Lipases have a characteristic folding pattern of α/β-hydrolase with mostly parallel β-sheets, flanked on both sides by α-helixes in the structure. The active site is formed by a catalytic triad (serine, aspartic/glutamic acid, and histidine), which is highly conserved. In this study, we have used an integrated experimental and computational approach to identify the extremophilic microbial lipases from the saline habitats of the Thar Desert of Rajasthan.

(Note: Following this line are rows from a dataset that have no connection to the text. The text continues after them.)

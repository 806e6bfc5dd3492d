//! Wire types for the GraphQL slug lookup, the bypass relay, and the
//! product detail record.

use std::collections::HashMap;

use serde::{Deserialize, Serialize};

// ---------------------------------------------------------------------------
// GraphQL: getMappingByPageSlug
// ---------------------------------------------------------------------------

#[derive(Debug, Serialize)]
pub struct MappingVariables<'a> {
    #[serde(rename = "pageSlug")]
    pub page_slug: &'a str,
    pub locale: &'a str,
}

#[derive(Debug, Serialize)]
pub struct PersistedQueryExtensions<'a> {
    #[serde(rename = "persistedQuery")]
    pub persisted_query: PersistedQuery<'a>,
}

#[derive(Debug, Serialize)]
pub struct PersistedQuery<'a> {
    pub version: u32,
    #[serde(rename = "sha256Hash")]
    pub sha256_hash: &'a str,
}

#[derive(Debug, Deserialize)]
pub struct MappingResponse {
    pub data: MappingData,
}

#[derive(Debug, Deserialize)]
pub struct MappingData {
    #[serde(rename = "StorePageMapping")]
    pub store_page_mapping: StorePageMapping,
}

#[derive(Debug, Deserialize)]
pub struct StorePageMapping {
    /// Kept raw: a falsy mapping means "unmapped", anything else must be a
    /// [`PageMapping`].
    #[serde(default)]
    pub mapping: Option<serde_json::Value>,
}

#[derive(Debug, Deserialize)]
pub struct PageMapping {
    #[serde(rename = "productId")]
    pub product_id: String,
}

// ---------------------------------------------------------------------------
// Bypass relay
// ---------------------------------------------------------------------------

/// Command body posted to the relay.
#[derive(Debug, Serialize)]
pub struct RelayCommand<'a> {
    pub cmd: &'a str,
    pub session: &'a str,
    #[serde(skip_serializing_if = "Option::is_none")]
    pub url: Option<&'a str>,
}

/// Envelope returned for every relay command.
#[derive(Debug, Deserialize)]
pub struct RelayResponse {
    #[serde(default)]
    pub status: Option<String>,
    #[serde(default)]
    pub message: Option<String>,
    #[serde(default)]
    pub solution: Option<RelaySolution>,
}

/// Result of a `request.get` command: the fetched page as the relay's browser saw it.
#[derive(Debug, Deserialize)]
pub struct RelaySolution {
    #[serde(default)]
    pub url: Option<String>,
    #[serde(default)]
    pub status: Option<u16>,
    pub response: String,
}

// ---------------------------------------------------------------------------
// Product detail
// ---------------------------------------------------------------------------

/// Product record from the storefront detail API.
///
/// Only the fields the preview reads are typed; everything else is ignored.
/// `media` is kept loosely typed because its entries vary in shape.
#[derive(Debug, Clone, Deserialize)]
pub struct ProductDetail {
    pub title: String,
    #[serde(rename = "shortDescription")]
    pub short_description: String,
    #[serde(default)]
    pub media: HashMap<String, serde_json::Value>,
    #[serde(default)]
    pub branding: Option<Branding>,
}

#[derive(Debug, Clone, Default, Deserialize)]
pub struct Branding {
    #[serde(default)]
    pub light: Option<BrandingTheme>,
}

#[derive(Debug, Clone, Default, Deserialize)]
pub struct BrandingTheme {
    /// Usually a hex string, but passed through whatever its JSON type.
    #[serde(rename = "accentColor", default)]
    pub accent_color: Option<serde_json::Value>,
}

/// JSON truthiness: `null`, `false`, `0`, `""`, `[]` and `{}` count as absent.
pub(crate) fn is_truthy(value: &serde_json::Value) -> bool {
    use serde_json::Value;

    match value {
        Value::Null => false,
        Value::Bool(b) => *b,
        Value::Number(n) => n.as_f64().is_some_and(|f| f != 0.0),
        Value::String(s) => !s.is_empty(),
        Value::Array(items) => !items.is_empty(),
        Value::Object(map) => !map.is_empty(),
    }
}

Lipase-producing bacteria were screened and a few samples showed significant lipase activity in both quantitative and qualitative experiments. 16S rRNA sequence analysis of the isolate F1 showed that its sequence is quite similar to that of Bacillus licheniformis and Bacillus haynesii , indicating that this isolate belongs to a new subspecies of Bacillus . The isolate F7 showed maximum sequence identity with Bacillus tequilensis strain 10b . The isolate F7 sequence analysis provided a clear testimony that it can be a new strain of Bacillus tequilensis . The F7 lipase exhibited optimal activity at 60 °C and pH 9. Structural modeling of the F7 lipase revealed that it has a highly conserved alpha/beta hydrolase fold at the sequence and structural level except for the N-terminal region. Interestingly, residue Glu128 was different from the template structure and showed the hydrogen bonding between the side chain of Glu128 and side chains of Asn35 and Gln152 amino acids. Besides, this amino acid also showed salt bridge interaction between Glu128--Lys101. These interactions may be assisting in preserving the stability and activity of lipase at high temperatures and in alkaline pH conditions. The information gathered from this investigation will guide in the rational designing of new more potential extremophilic lipase.